Getting a grip on the numbers post-pandemic will require a few select people within most organisations to ask and answer at least the above questions as a starting point to optimise future performance.

numbers

What does all this mean for the change-portfolio?

The change-portfolio is likely to end up looking a little different than it did towards the end of 2019 (pre-COVID), with a number of factors being relevant prompted most likely by three key things that may have changed:

  1. The value-proposition as a whole including digitised customer-journeys and multiple-aspects of the connected commercial agenda
  2. Critical Success Factors that should prompt a review of costs, benefits and KPI’s in general
  3. The pace of expected change will also have stepped up putting pressure on execution combined with updating rolling forecasts. The latter being well summarised in this recent Sullivan Stanley Beyond Budgeting video:

Other recent changes and emergent trends will impact the way in which the change-initiatives are assessed, numbers are viewed, and decisions made. For example, faster broadband speeds and 5G will only increase the demand for real-time data and information that will impact multiple applications in different ways, with an ever-increasing desire to keep a grip on the numbers at all times. 

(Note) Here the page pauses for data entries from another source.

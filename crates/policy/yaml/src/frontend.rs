use std::path::Path;

use shelve_policy::{
    ActionSpec, CompareOp, Condition, ConfigError, ConfigFrontend, Namespace, Policy,
    PolicyError, Rule, Trigger,
};
use tracing::debug;

use crate::parser::{
    YamlAction, YamlComparison, YamlCondition, YamlConfigFile, YamlPolicy, YamlTrigger,
};

/// A [`ConfigFrontend`] that reads YAML declaration files.
///
/// FileClasses are declared before policies, in file order; a condition
/// can only reference a FileClass declared before it.
pub struct YamlFrontend;

impl ConfigFrontend for YamlFrontend {
    fn extensions(&self) -> &[&str] {
        &["yaml", "yml"]
    }

    fn parse_into(&self, content: &str, namespace: &mut Namespace) -> Result<(), ConfigError> {
        let file: YamlConfigFile = serde_yaml_ng::from_str(content)
            .map_err(|e| ConfigError::Parse(format!("YAML parse error: {e}")))?;
        declare(file, namespace)
    }

    fn parse_file_into(&self, path: &Path, namespace: &mut Namespace) -> Result<(), ConfigError> {
        let content = std::fs::read_to_string(path)
            .map_err(|e| ConfigError::Io(format!("cannot read {}: {e}", path.display())))?;

        let file: YamlConfigFile = serde_yaml_ng::from_str(&content).map_err(|e| {
            ConfigError::Parse(format!("YAML parse error in {}: {e}", path.display()))
        })?;

        debug!(path = %path.display(), "parsed configuration file");
        declare(file, namespace)
    }
}

fn declare(file: YamlConfigFile, namespace: &mut Namespace) -> Result<(), ConfigError> {
    for class in file.fileclasses {
        let condition = compile_condition(&class.condition, namespace)?;
        namespace.declare_fileclass(class.name, condition)?;
    }
    for policy in file.policies {
        let policy = compile_policy(policy, namespace)?;
        namespace.declare_policy(policy)?;
    }
    Ok(())
}

fn compile_policy(yaml: YamlPolicy, namespace: &Namespace) -> Result<Policy, PolicyError> {
    let target = compile_condition(&yaml.target, namespace)?;
    let action = compile_action(&yaml.action)?;
    let rules = yaml
        .rules
        .into_iter()
        .map(|rule| -> Result<Rule, PolicyError> {
            let mut compiled = Rule::new(rule.name, compile_condition(&rule.condition, namespace)?);
            if let Some(action) = &rule.action {
                compiled = compiled.with_action(compile_action(action)?);
            }
            if let Some(parameters) = rule.parameters {
                compiled = compiled.with_parameters(parameters);
            }
            Ok(compiled)
        })
        .collect::<Result<Vec<_>, _>>()?;

    let mut policy = Policy::new(yaml.name, target, action)
        .with_parameters(yaml.parameters)
        .with_rules(rules);
    if let Some(trigger) = &yaml.trigger {
        policy = policy.with_trigger(compile_trigger(trigger)?);
    }
    Ok(policy)
}

fn compile_trigger(trigger: &YamlTrigger) -> Result<Trigger, PolicyError> {
    match trigger {
        YamlTrigger::Periodic(period) => Trigger::periodic(period),
        YamlTrigger::Scheduled(at) => Trigger::scheduled(at),
    }
}

/// Compile a `YamlCondition` into a `Condition`.
fn compile_condition(
    cond: &YamlCondition,
    namespace: &Namespace,
) -> Result<Condition, PolicyError> {
    match cond {
        YamlCondition::Compare(comparison) => compile_comparison(comparison),
        YamlCondition::All { all } => fold(all, "all", namespace, |a, b| a.and(b)),
        YamlCondition::Any { any } => fold(any, "any", namespace, |a, b| a.or(b)),
        YamlCondition::Not { not } => Ok(compile_condition(not, namespace)?.negate()),
        YamlCondition::FileClass { fileclass } => {
            Ok(Condition::from(namespace.require_fileclass(fileclass)?))
        }
    }
}

fn fold(
    items: &[YamlCondition],
    key: &str,
    namespace: &Namespace,
    combine: fn(Condition, Condition) -> Condition,
) -> Result<Condition, PolicyError> {
    let Some((first, rest)) = items.split_first() else {
        return Err(PolicyError::InvalidConditionType(format!(
            "'{key}' has no conditions"
        )));
    };
    let mut condition = compile_condition(first, namespace)?;
    for item in rest {
        condition = combine(condition, compile_condition(item, namespace)?);
    }
    Ok(condition)
}

/// Compile one `field` entry; several operators are combined with AND.
fn compile_comparison(comparison: &YamlComparison) -> Result<Condition, PolicyError> {
    let ops = [
        (CompareOp::Eq, &comparison.eq),
        (CompareOp::Ne, &comparison.ne),
        (CompareOp::Lt, &comparison.lt),
        (CompareOp::Le, &comparison.le),
        (CompareOp::Gt, &comparison.gt),
        (CompareOp::Ge, &comparison.ge),
    ];
    ops.into_iter()
        .filter_map(|(op, value)| {
            value
                .as_ref()
                .map(|value| Condition::compare(comparison.field.clone(), op, value))
        })
        .reduce(|a, b| a.and(b))
        .ok_or_else(|| {
            PolicyError::InvalidConditionType(format!(
                "field {} has no comparison operator",
                comparison.field
            ))
        })
}

fn compile_action(action: &YamlAction) -> Result<ActionSpec, PolicyError> {
    match action {
        YamlAction::Spec(spec) => ActionSpec::parse(spec),
        YamlAction::Handler { handler } => {
            let spec = ActionSpec::handler(handler.clone());
            spec.normalize()?;
            Ok(spec)
        }
    }
}
use clap::Args;
use serde::Serialize;
use shelve_policy::Compiler;
use shelve_policy_yaml::ConfigLoader;

use crate::OutputFormat;

#[derive(Args, Debug)]
pub struct ExplainArgs {
    /// Configuration name (`fs1`) or absolute path without extension.
    pub config: String,

    /// Policies to explain; all of them by default.
    #[arg(long = "policy")]
    pub policies: Vec<String>,
}

#[derive(Serialize)]
struct Explained {
    policy: String,
    target: Clause,
    action: String,
    trigger: Option<String>,
    rules: Vec<RuleClause>,
}

#[derive(Serialize)]
struct Clause {
    condition: String,
    filter: String,
}

#[derive(Serialize)]
struct RuleClause {
    rule: String,
    #[serde(flatten)]
    clause: Clause,
    action: Option<String>,
}

pub fn run(loader: &ConfigLoader, args: &ExplainArgs, format: &OutputFormat) -> anyhow::Result<()> {
    let namespace = super::load(loader, &args.config)?;
    let compiler = Compiler::new();

    let mut explained = Vec::new();
    for policy in super::selected(&namespace, &args.policies)? {
        let compiled = compiler.compile_policy(policy)?;
        let rules = policy
            .rules
            .iter()
            .zip(compiled.rules())
            .map(|(rule, (_, predicate))| -> anyhow::Result<RuleClause> {
                Ok(RuleClause {
                    rule: rule.name.clone(),
                    clause: Clause {
                        condition: rule.condition.to_source(),
                        filter: predicate.to_string(),
                    },
                    action: rule.action.as_ref().map(|a| a.normalize()).transpose()?,
                })
            })
            .collect::<anyhow::Result<_>>()?;

        explained.push(Explained {
            policy: policy.name.clone(),
            target: Clause {
                condition: policy.target.to_source(),
                filter: compiled.target().to_string(),
            },
            action: policy.action.normalize()?,
            trigger: policy.trigger.as_ref().map(ToString::to_string),
            rules,
        });
    }

    match format {
        OutputFormat::Json => {
            println!("{}", serde_json::to_string_pretty(&explained)?);
        }
        OutputFormat::Text => {
            for policy in &explained {
                println!("policy {}", policy.policy);
                println!("  target: {}", policy.target.condition);
                println!("  filter: {}", policy.target.filter);
                println!("  action: {}", policy.action);
                if let Some(trigger) = &policy.trigger {
                    println!("  trigger: {trigger}");
                }
                for rule in &policy.rules {
                    println!("  rule {}", rule.rule);
                    println!("    condition: {}", rule.clause.condition);
                    println!("    filter:    {}", rule.clause.filter);
                    if let Some(action) = &rule.action {
                        println!("    action:    {action}");
                    }
                }
            }
        }
    }
    Ok(())
}
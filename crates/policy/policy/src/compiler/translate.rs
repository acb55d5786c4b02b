use std::fmt;

use chrono::NaiveDateTime;
use shelve_filter::FileType;

use super::normalize::{NormalizedValue, SubUnit, ValueKind, normalize};
use super::registry::{self, FieldDescriptor, Semantic};
use crate::error::PolicyError;
use crate::ir::condition::{CompareOp, Comparison};

/// `find`-style bound prefix: exact, at least (`+`), at most (`-`).
#[derive(Debug, Clone, Copy, PartialEq, Eq)]
pub enum Bound {
    Exact,
    Above,
    Below,
}

impl Bound {
    fn prefix(self) -> &'static str {
        match self {
            Self::Exact => "",
            Self::Above => "+",
            Self::Below => "-",
        }
    }
}

/// Unit of a translated magnitude.
#[derive(Debug, Clone, Copy, PartialEq, Eq)]
pub enum Unit {
    /// Bytes scaled by a single-letter suffix (`c`, `k`, `M`, `G`, `T`).
    Bytes(char),
    Count,
    Minutes,
    Days,
}

impl Unit {
    /// Bytes per unit for size suffixes, seconds per unit for durations.
    pub fn scale(self) -> u64 {
        match self {
            Self::Bytes('k') => 1 << 10,
            Self::Bytes('M') => 1 << 20,
            Self::Bytes('G') => 1 << 30,
            Self::Bytes('T') => 1 << 40,
            Self::Bytes(_) | Self::Count => 1,
            Self::Minutes => 60,
            Self::Days => 86_400,
        }
    }
}

/// The value side of a translated comparison.
#[derive(Debug, Clone, PartialEq, Eq)]
pub enum Argument {
    /// Glob pattern or name, passed through unchanged.
    Text(String),
    FileType(FileType),
    Magnitude { bound: Bound, value: u64, unit: Unit },
    /// Absolute date compared with the operator itself.
    Date { op: CompareOp, at: NaiveDateTime },
}

impl fmt::Display for Argument {
    fn fmt(&self, f: &mut fmt::Formatter<'_>) -> fmt::Result {
        match self {
            Self::Text(s) => write!(f, "{s}"),
            Self::FileType(t) => write!(f, "{t}"),
            Self::Magnitude { bound, value, unit } => {
                write!(f, "{}{value}", bound.prefix())?;
                if let Unit::Bytes(suffix) = unit {
                    write!(f, "{suffix}")?;
                }
                Ok(())
            }
            Self::Date { op, at } => write!(f, "{}{}", op.symbol(), at.format("%Y-%m-%dT%H:%M:%S")),
        }
    }
}

/// A comparison translated to backend-facing arguments.
#[derive(Debug, Clone, PartialEq, Eq)]
pub struct PredicateArgs {
    pub field: &'static FieldDescriptor,
    /// `find`-style option, e.g. `-size` or `-amin`.
    pub option: &'static str,
    pub argument: Argument,
    /// The whole predicate is negated (`ne`).
    pub negated: bool,
}

impl fmt::Display for PredicateArgs {
    fn fmt(&self, f: &mut fmt::Formatter<'_>) -> fmt::Result {
        if self.negated {
            f.write_str("-not ")?;
        }
        write!(f, "{} {}", self.option, self.argument)
    }
}

/// Translate a comparison leaf.
pub fn translate_comparison(comparison: &Comparison) -> Result<PredicateArgs, PolicyError> {
    translate(&comparison.field, comparison.op, &comparison.value)
}

/// Translate `field op value` into predicate arguments.
///
/// Numeric fields get the boundary shift `eq → n`, `gt → +n`,
/// `ge → +max(n-1, 0)`, `lt → -n`, `le → -(n+1)`; `ne` is an `eq` that is
/// negated as a whole.
pub fn translate(field: &str, op: CompareOp, value: &str) -> Result<PredicateArgs, PolicyError> {
    let desc = registry::lookup(field)?;
    let mut option = desc.option;
    let negated = op == CompareOp::Ne;

    let argument = match desc.semantic {
        Semantic::Pattern | Semantic::CaseInsensitivePattern | Semantic::Identity => {
            equality_only(desc, op)?;
            Argument::Text(value.to_owned())
        }
        Semantic::FileType => {
            equality_only(desc, op)?;
            let normalized = normalize(value, Some(desc.name))?;
            let file_type = (normalized.kind == ValueKind::FileType)
                .then(|| normalized.text.chars().next().and_then(FileType::from_letter))
                .flatten()
                .ok_or_else(|| mismatch(desc, "a file type", value))?;
            Argument::FileType(file_type)
        }
        Semantic::Size => {
            let normalized = normalize(value, Some(desc.name))?;
            let (n, suffix) = match normalized.kind {
                ValueKind::Storage => normalized.magnitude(),
                ValueKind::Int | ValueKind::Quantity => {
                    normalized.magnitude().map(|(n, _)| (n, "c"))
                }
                _ => None,
            }
            .ok_or_else(|| mismatch(desc, "a size", value))?;
            let unit = Unit::Bytes(suffix.chars().next().unwrap_or('c'));
            magnitude(desc, op, n, unit, value)?
        }
        Semantic::Count => {
            let normalized = normalize(value, Some(desc.name))
                .map_err(|_| mismatch(desc, "an integer", value))?;
            let n = match normalized.kind {
                ValueKind::Int | ValueKind::Quantity => normalized.magnitude().map(|(n, _)| n),
                _ => None,
            }
            .ok_or_else(|| mismatch(desc, "an integer", value))?;
            magnitude(desc, op, n, Unit::Count, value)?
        }
        Semantic::Timestamp => {
            let normalized = normalize(value, Some(desc.name))?;
            match normalized.kind {
                ValueKind::Time if normalized.sub_unit == Some(SubUnit::Minutes) => {
                    option = desc.minutes_option.unwrap_or(desc.option);
                    let n = time_magnitude(desc, &normalized, value)?;
                    magnitude(desc, op, n, Unit::Minutes, value)?
                }
                ValueKind::Time | ValueKind::Int => {
                    let n = time_magnitude(desc, &normalized, value)?;
                    magnitude(desc, op, n, Unit::Days, value)?
                }
                ValueKind::Date => {
                    let at = normalized
                        .datetime()
                        .ok_or_else(|| PolicyError::InvalidFormat(value.to_owned()))?;
                    let op = if negated { CompareOp::Eq } else { op };
                    Argument::Date { op, at }
                }
                _ => return Err(mismatch(desc, "a duration or a date", value)),
            }
        }
    };

    Ok(PredicateArgs {
        field: desc,
        option,
        argument,
        negated,
    })
}

fn equality_only(desc: &FieldDescriptor, op: CompareOp) -> Result<(), PolicyError> {
    match op {
        CompareOp::Eq | CompareOp::Ne => Ok(()),
        _ => Err(PolicyError::UnsupportedOperator {
            field: desc.name.to_owned(),
            operator: op.to_string(),
        }),
    }
}

fn mismatch(desc: &FieldDescriptor, expected: &'static str, found: &str) -> PolicyError {
    PolicyError::TypeMismatch {
        field: desc.name.to_owned(),
        expected,
        found: found.to_owned(),
    }
}

fn time_magnitude(
    desc: &FieldDescriptor,
    normalized: &NormalizedValue,
    value: &str,
) -> Result<u64, PolicyError> {
    normalized
        .magnitude()
        .map(|(n, _)| n)
        .ok_or_else(|| mismatch(desc, "a duration", value))
}

fn magnitude(
    desc: &FieldDescriptor,
    op: CompareOp,
    n: u64,
    unit: Unit,
    value: &str,
) -> Result<Argument, PolicyError> {
    let (bound, value) = match op {
        CompareOp::Eq | CompareOp::Ne => (Bound::Exact, n),
        CompareOp::Gt => (Bound::Above, n),
        CompareOp::Ge => (Bound::Above, n.saturating_sub(1)),
        CompareOp::Lt => (Bound::Below, n),
        CompareOp::Le => (
            Bound::Below,
            n.checked_add(1)
                .ok_or_else(|| mismatch(desc, "a representable value", value))?,
        ),
    };
    Ok(Argument::Magnitude { bound, value, unit })
}
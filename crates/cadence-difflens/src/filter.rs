//! Noise-file filtering before size measurement.
//!
//! Lock files, vendored dependencies, generated and minified files, and
//! files matching configured patterns would otherwise dominate the size of a
//! merge request without reflecting review effort.

use std::fmt;
use std::path::{Path, PathBuf};

use cadence_core::DiffConfig;
use serde::Serialize;

use crate::files::FileDiff;

/// Decides which changed files count towards diff metrics.
///
/// # Examples
///
/// ```
/// use cadence_difflens::filter::DiffFilter;
///
/// let filter = DiffFilter::default_filter();
/// assert!(filter.should_skip("package-lock.json"));
/// assert!(!filter.should_skip("src/main.rs"));
/// ```
pub struct DiffFilter {
    skip_patterns: Vec<glob::Pattern>,
    skip_extensions: Vec<String>,
    skip_generated: bool,
}

impl DiffFilter {
    /// Create a filter with the built-in noise rules and no custom patterns.
    pub fn default_filter() -> Self {
        Self::from_config(&DiffConfig::default())
    }

    /// Create a filter from diff configuration.
    ///
    /// Invalid glob patterns are ignored.
    ///
    /// # Examples
    ///
    /// ```
    /// use cadence_core::DiffConfig;
    /// use cadence_difflens::filter::DiffFilter;
    ///
    /// let config = DiffConfig {
    ///     skip_patterns: vec!["fixtures/**".into()],
    ///     ..DiffConfig::default()
    /// };
    /// let filter = DiffFilter::from_config(&config);
    /// assert!(filter.should_skip("fixtures/big.json"));
    /// assert!(filter.should_skip("Cargo.lock"));
    /// ```
    pub fn from_config(config: &DiffConfig) -> Self {
        let skip_patterns = config
            .skip_patterns
            .iter()
            .filter_map(|pat| glob::Pattern::new(pat).ok())
            .collect();

        Self {
            skip_patterns,
            skip_extensions: config.skip_extensions.clone(),
            skip_generated: config.skip_generated,
        }
    }

    /// Check if a single file path should be skipped, ignoring content rules.
    pub fn should_skip(&self, path: &str) -> bool {
        self.skip_reason(Path::new(path), "").is_some()
    }

    /// Why `path` with diff text `content` would be skipped, if at all.
    ///
    /// # Examples
    ///
    /// ```
    /// use std::path::Path;
    /// use cadence_difflens::filter::{DiffFilter, SkipReason};
    ///
    /// let filter = DiffFilter::default_filter();
    /// let reason = filter.skip_reason(Path::new("api.go"), "@@ -0,0 +1 @@\n+// Code generated by protoc. DO NOT EDIT.");
    /// assert_eq!(reason, Some(SkipReason::GeneratedFile));
    /// ```
    pub fn skip_reason(&self, path: &Path, content: &str) -> Option<SkipReason> {
        let path_str = path.to_string_lossy();
        let file_name = path
            .file_name()
            .map(|f| f.to_string_lossy().to_string())
            .unwrap_or_default();

        if self.skip_generated {
            if is_lock_file(&file_name) {
                return Some(SkipReason::LockFile);
            }
            if is_vendored(&path_str) {
                return Some(SkipReason::VendoredCode);
            }
            if is_minified(&file_name, content) {
                return Some(SkipReason::MinifiedFile);
            }
            if is_generated_by_name(&file_name) || is_generated_by_content(content) {
                return Some(SkipReason::GeneratedFile);
            }
        }

        if let Some(ext) = path.extension().and_then(|e| e.to_str()) {
            if self.skip_extensions.iter().any(|skip| skip == ext) {
                return Some(SkipReason::PatternMatch(format!("*.{ext}")));
            }
        }

        self.skip_patterns
            .iter()
            .find(|pat| pat.matches(&path_str))
            .map(|pat| SkipReason::PatternMatch(pat.to_string()))
    }

    /// Partition parsed file diffs into kept and skipped files.
    ///
    /// # Examples
    ///
    /// ```
    /// use cadence_difflens::files::split_unified_diff;
    /// use cadence_difflens::filter::DiffFilter;
    ///
    /// let diff = concat!(
    ///     "diff --git a/src/main.rs b/src/main.rs\n",
    ///     "--- a/src/main.rs\n",
    ///     "+++ b/src/main.rs\n",
    ///     "@@ -1 +1,2 @@\n",
    ///     " line\n",
    ///     "+new\n",
    /// );
    /// let files = split_unified_diff(diff).unwrap();
    /// let result = DiffFilter::default_filter().filter(files);
    /// assert_eq!(result.kept.len(), 1);
    /// assert!(result.skipped.is_empty());
    /// ```
    pub fn filter(&self, diffs: Vec<FileDiff>) -> FilterResult {
        let mut kept = Vec::new();
        let mut skipped = Vec::new();

        for diff in diffs {
            let content: Vec<&str> = diff.hunks.iter().map(|h| h.content.as_str()).collect();
            match self.skip_reason(diff.path(), &content.join("\n")) {
                Some(reason) => skipped.push(SkippedFile {
                    path: diff.path().to_path_buf(),
                    reason,
                }),
                None => kept.push(diff),
            }
        }

        FilterResult { kept, skipped }
    }
}

/// Result of filtering diffs.
pub struct FilterResult {
    /// Diffs that count towards metrics.
    pub kept: Vec<FileDiff>,
    /// Files that were skipped with reasons.
    pub skipped: Vec<SkippedFile>,
}

/// A file that was excluded from metrics.
#[derive(Debug, Clone, PartialEq, Eq, Serialize)]
#[serde(rename_all = "camelCase")]
pub struct SkippedFile {
    /// Path of the skipped file.
    pub path: PathBuf,
    /// Why the file was skipped.
    pub reason: SkipReason,
}

/// Reason a file was skipped.
///
/// # Examples
///
/// ```
/// use cadence_difflens::filter::SkipReason;
///
/// let reason = SkipReason::LockFile;
/// assert_eq!(format!("{reason}"), "lock file");
/// ```
#[derive(Debug, Clone, PartialEq, Eq, Serialize)]
#[serde(rename_all = "camelCase")]
pub enum SkipReason {
    /// Package manager lock file.
    LockFile,
    /// Auto-generated code.
    GeneratedFile,
    /// Third-party vendored code.
    VendoredCode,
    /// Minified or bundled file.
    MinifiedFile,
    /// Matched a configured pattern or extension.
    PatternMatch(String),
}

impl fmt::Display for SkipReason {
    fn fmt(&self, f: &mut fmt::Formatter<'_>) -> fmt::Result {
        match self {
            SkipReason::LockFile => write!(f, "lock file"),
            SkipReason::GeneratedFile => write!(f, "generated file"),
            SkipReason::VendoredCode => write!(f, "vendored code"),
            SkipReason::MinifiedFile => write!(f, "minified file"),
            SkipReason::PatternMatch(pat) => write!(f, "pattern: {pat}"),
        }
    }
}

const LOCK_FILES: &[&str] = &[
    "package-lock.json",
    "yarn.lock",
    "Cargo.lock",
    "pnpm-lock.yaml",
    "poetry.lock",
    "Gemfile.lock",
    "composer.lock",
    "go.sum",
];

fn is_lock_file(file_name: &str) -> bool {
    LOCK_FILES.contains(&file_name)
}

fn is_vendored(path: &str) -> bool {
    path.split('/')
        .any(|part| part == "vendor" || part == "third_party" || part == "node_modules")
}

fn is_minified(file_name: &str, content: &str) -> bool {
    if file_name.ends_with(".min.js") || file_name.ends_with(".min.css") {
        return true;
    }
    // Any line longer than 500 chars suggests a bundle
    content.lines().any(|line| line.len() > 500)
}

fn is_generated_by_name(file_name: &str) -> bool {
    file_name.contains(".generated.")
        || file_name.ends_with(".g.dart")
        || file_name.ends_with(".pb.go")
        || file_name.ends_with(".pb.rs")
}

fn is_generated_by_content(content: &str) -> bool {
    content
        .lines()
        .filter(|line| !line.starts_with("@@"))
        .take(5)
        .any(|line| {
            let body = match line.chars().next() {
                Some('+' | '-' | ' ') => &line[1..],
                _ => line,
            };
            body.contains("// Code generated") || body.contains("# AUTO-GENERATED")
        })
}

#[cfg(test)]
mod tests {
    use super::*;
    use crate::files::split_unified_diff;

    fn make_diff(path: &str, content: &str) -> Vec<FileDiff> {
        let diff = format!(
            "diff --git a/{path} b/{path}\n\
             --- a/{path}\n\
             +++ b/{path}\n\
             @@ -1,1 +1,2 @@\n\
             {content}\n"
        );
        split_unified_diff(&diff).unwrap()
    }

    #[test]
    fn lock_files_skipped() {
        let filter = DiffFilter::default_filter();
        for name in LOCK_FILES {
            let result = filter.filter(make_diff(name, "+new line"));
            assert!(result.kept.is_empty(), "expected {name} to be skipped");
            assert_eq!(result.skipped[0].reason, SkipReason::LockFile);
        }
    }

    #[test]
    fn generated_files_skipped_by_name() {
        let filter = DiffFilter::default_filter();
        for name in ["api.generated.ts", "model.g.dart", "proto.pb.go", "msg.pb.rs"] {
            let result = filter.filter(make_diff(name, "+new line"));
            assert!(result.kept.is_empty(), "expected {name} to be skipped");
            assert_eq!(result.skipped[0].reason, SkipReason::GeneratedFile);
        }
    }

    #[test]
    fn generated_files_skipped_by_header() {
        let filter = DiffFilter::default_filter();
        let result = filter.filter(make_diff(
            "gen.go",
            "+// Code generated by protoc. DO NOT EDIT.",
        ));
        assert!(result.kept.is_empty());
        assert_eq!(result.skipped[0].reason, SkipReason::GeneratedFile);
    }

    #[test]
    fn minified_files_skipped() {
        let filter = DiffFilter::default_filter();

        let result = filter.filter(make_diff("app.min.js", "+var x=1;"));
        assert_eq!(result.skipped[0].reason, SkipReason::MinifiedFile);

        let long_line = format!("+{}", "x".repeat(501));
        let result = filter.filter(make_diff("bundle.js", &long_line));
        assert_eq!(result.skipped[0].reason, SkipReason::MinifiedFile);
    }

    #[test]
    fn vendored_code_skipped() {
        let filter = DiffFilter::default_filter();
        for path in ["vendor/lib.go", "third_party/dep.rs", "node_modules/pkg/index.js"] {
            let result = filter.filter(make_diff(path, "+line"));
            assert!(result.kept.is_empty(), "expected {path} to be skipped");
            assert_eq!(result.skipped[0].reason, SkipReason::VendoredCode);
        }
    }

    #[test]
    fn builtin_rules_can_be_disabled() {
        let config = DiffConfig {
            skip_generated: false,
            ..DiffConfig::default()
        };
        let filter = DiffFilter::from_config(&config);
        assert!(!filter.should_skip("Cargo.lock"));
        assert!(!filter.should_skip("vendor/lib.go"));
    }

    #[test]
    fn normal_source_files_kept() {
        let filter = DiffFilter::default_filter();
        let result = filter.filter(make_diff("src/main.rs", "+let x = 1;"));
        assert_eq!(result.kept.len(), 1);
        assert!(result.skipped.is_empty());
    }

    #[test]
    fn custom_patterns_from_config() {
        let config = DiffConfig {
            skip_patterns: vec!["*.test.ts".into(), "fixtures/**".into(), "[".into()],
            ..DiffConfig::default()
        };
        let filter = DiffFilter::from_config(&config);

        let result = filter.filter(make_diff("auth.test.ts", "+test line"));
        assert_eq!(
            result.skipped[0].reason,
            SkipReason::PatternMatch("*.test.ts".into())
        );
        assert!(filter.should_skip("fixtures/data/a.json"));
        assert!(!filter.should_skip("src/auth.ts"));
    }

    #[test]
    fn custom_extensions_from_config() {
        let config = DiffConfig {
            skip_extensions: vec!["snap".into()],
            ..DiffConfig::default()
        };
        let filter = DiffFilter::from_config(&config);
        let result = filter.filter(make_diff("component.test.snap", "+snapshot"));
        assert_eq!(
            result.skipped[0].reason,
            SkipReason::PatternMatch("*.snap".into())
        );
    }

    #[test]
    fn empty_input_returns_empty_result() {
        let result = DiffFilter::default_filter().filter(Vec::new());
        assert!(result.kept.is_empty());
        assert!(result.skipped.is_empty());
    }
}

Hybrid use of the cloud will increase the quantum of data generated and the need for more analysis and reporting. Working from home will likely continue to operate for many if not all the time, which will impact data security, business-partnering, governance reviews, analysis and reporting that will all impact actually keeping a grip on the numbers, especially where change is involved.

Change-portfolios will likely need to be reviewed more regularly than beforehand, as business changes are deployed in increasingly shorter timescales, and that will put ever more pressure on re-assessing all assumptions and logic that will need to be updated more frequently than pre-pandemic.

The increased use of AI by the business will impact Finance colleagues too, AI has been used for a while in many specialist areas within Fintech with good successes being achieved. AI is now impacting the mainstream in reading data, sorting and matching transactions, scanning and processing invoices and other documents, tracking changes and identifying potential errors. That will provide a good opportunity for finance colleagues to move up the value-chain and spend more time partnering with non-financial colleagues to improve overall business performance. 

The importance of this cannot be under-stated as every business-case justification for investment and change is, or should be, underpinned by sound numbers that will be reviewed and updated regularly. This means continually evaluating the dynamics of all three states of play [existing, intermediate and embedded] at all times to effectively enable benefits-led decision-making where that may be required.